Тофик принялся колотить лейтенанта по спине.
— Что решать, — выдавил в итоге Сигов, поворачивая покрасневшее лицо к комбату, — тут нечего решать. Пойду я.
— Подумай.
— Пойду! — банка треснула, сминаясь.
— Ай, маладэц, — обрадовался Юнусов. — Главное — нэ бойсь! Всэ кагда-та что-та начинают.
Горбунов сел.
— В таком случае запомни — осечки быть не должно. Поймают наши — будешь сидеть в тюрьме.
— Э-э-э! Кто поймаэт, камандир? Такие же. Будут приставать — падэлись. Не жадничай! — посоветовал Тофик Сигову.
— Впрочем, я не слышал, чтобы кто-то из патрулей залетел на таком деле. Тоф тебя проинструктирует, и людей тебе дадим надежных, молчаливых.
Горбунов потянулся. Кости весело хрустнули.
— Ладно, Коля, отдыхай. Не бери в голову — все обойдется. Вижу, устал. Подкосила тебя правда-матка. Иди спать — легче станет, да и перед патрулем отдохнуть надо.
Сигов кивнул головой, почему-то пожал руки Юнусову и Горбунову, а затем вышел.
И забываясь в мягком отупляющем сне, проваливаясь в ватное забытье, шептал сам себе молодой лейтенант: «Я должен быть сильным, как комбат. Я должен им доказать…»
И заснул, стиснув зло зубы.
Колонна из Газней рвалась к Кабулу.
На покатой горе без единого деревца, врывшись в сухую землю, в серых неказистых четырехугольных домишках, закутавшись в маскировочные сети, стояла шестая застава десантуры. Она прикрывала дорогу, по которой стремительно неслись машины.
Часовым на заставе они казались маленькими жучками. Темно-зеленые насекомые изо всех сил мчались вперед, да так скоро, что не было видно колотящих по земле ножек.
«Уралы», «КамАЗы», «ГАЗы», раздробленные бэтээрами и бээмпэ, напрягая все свои силы, стремились пройти кишлак Мухаммеддарра, а попросту — Мухамедку, оторваться от нее, хищно присосавшейся к дороге.

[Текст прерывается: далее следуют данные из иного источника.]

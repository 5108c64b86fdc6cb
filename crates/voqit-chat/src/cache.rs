//! Exact-match answer cache.
//!
//! Keys are trimmed question text compared byte for byte. The first answer
//! stored for a key wins: entries are never overwritten or evicted. An
//! optional bound stops new keys from being added once reached.

use std::collections::HashMap;
use std::sync::{Mutex, MutexGuard, PoisonError};

use voqit_core::config::CacheConfig;

#[derive(Debug, Default)]
pub struct AnswerCache {
    entries: Mutex<HashMap<String, String>>,
    max_entries: Option<usize>,
}

impl AnswerCache {
    /// Create an unbounded cache.
    pub fn new() -> Self {
        Self::default()
    }

    /// Create a cache that stops accepting new keys after `max_entries`.
    pub fn bounded(max_entries: usize) -> Self {
        Self {
            entries: Mutex::new(HashMap::new()),
            max_entries: Some(max_entries),
        }
    }

    pub fn from_config(config: &CacheConfig) -> Self {
        match config.max_entries {
            Some(limit) => Self::bounded(limit),
            None => Self::new(),
        }
    }

    fn lock(&self) -> MutexGuard<'_, HashMap<String, String>> {
        self.entries.lock().unwrap_or_else(PoisonError::into_inner)
    }

    pub fn get(&self, question: &str) -> Option<String> {
        self.lock().get(question).cloned()
    }

    /// Store `answer` under `question`.
    ///
    /// Returns `false` when the key already exists or the cache is full.
    pub fn set(&self, question: &str, answer: &str) -> bool {
        let mut entries = self.lock();
        if entries.contains_key(question) {
            return false;
        }
        if let Some(limit) = self.max_entries {
            if entries.len() >= limit {
                tracing::debug!(limit, "Answer cache full, not caching");
                return false;
            }
        }
        entries.insert(question.to_string(), answer.to_string());
        true
    }

    pub fn contains(&self, question: &str) -> bool {
        self.lock().contains_key(question)
    }

    pub fn len(&self) -> usize {
        self.lock().len()
    }

    pub fn is_empty(&self) -> bool {
        self.lock().is_empty()
    }
}

#[cfg(test)]
mod tests {
    use super::*;

    #[test]
    fn test_get_missing() {
        let cache = AnswerCache::new();
        assert!(cache.get("2+2?").is_none());
        assert!(cache.is_empty());
    }

    #[test]
    fn test_set_then_get() {
        let cache = AnswerCache::new();
        assert!(cache.set("2+2?", "4"));
        assert_eq!(cache.get("2+2?").as_deref(), Some("4"));
        assert!(cache.contains("2+2?"));
        assert_eq!(cache.len(), 1);
    }

    #[test]
    fn test_first_answer_wins() {
        let cache = AnswerCache::new();
        assert!(cache.set("q", "first"));
        assert!(!cache.set("q", "second"));
        assert_eq!(cache.get("q").as_deref(), Some("first"));
    }

    #[test]
    fn test_keys_are_case_and_whitespace_sensitive() {
        let cache = AnswerCache::new();
        cache.set("Hello", "a");
        assert!(cache.get("hello").is_none());
        assert!(cache.get("Hello ").is_none());
        assert!(cache.get("Hello").is_some());
    }

    #[test]
    fn test_bounded_cache_refuses_new_keys_when_full() {
        let cache = AnswerCache::bounded(2);
        assert!(cache.set("a", "1"));
        assert!(cache.set("b", "2"));
        assert!(!cache.set("c", "3"));
        assert_eq!(cache.len(), 2);
        // existing entries survive
        assert_eq!(cache.get("a").as_deref(), Some("1"));
        assert!(cache.get("c").is_none());
    }

    #[test]
    fn test_from_config() {
        let unbounded = AnswerCache::from_config(&CacheConfig { max_entries: None });
        for i in 0..100 {
            unbounded.set(&i.to_string(), "x");
        }
        assert_eq!(unbounded.len(), 100);

        let bounded = AnswerCache::from_config(&CacheConfig {
            max_entries: Some(0),
        });
        assert!(!bounded.set("a", "1"));
    }
}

Распущенные, хлопающие на ветру, выгоревшие белые брезентовые тенты; черные тонкие жала пулеметов, воткнутые в густую зелень справа.
В одном из «КамАЗов» старшим машины — прапорщик Бочков.
Еще задолго до Мухамедки поднял он боковое стекло с перекинутым через него толстенным бронежилетом и передернул затвор автомата. Поставил предохранитель на автоматический огонь и орал как оглашенный:
— Быстрее, Семен! Жми, жми, бача! Давай! Ходу!
Глаза у Бочкова лихорадочно блестели, лицо перекосилось от страха.
Голый до пояса водитель разгонял машину на четвертой скорости, давил ногой в тапочке на педаль газа. Стрелка, дрожа, перепрыгнула цифру 120. Семенов закусил нижнюю губу, вцепился глазами в дорогу.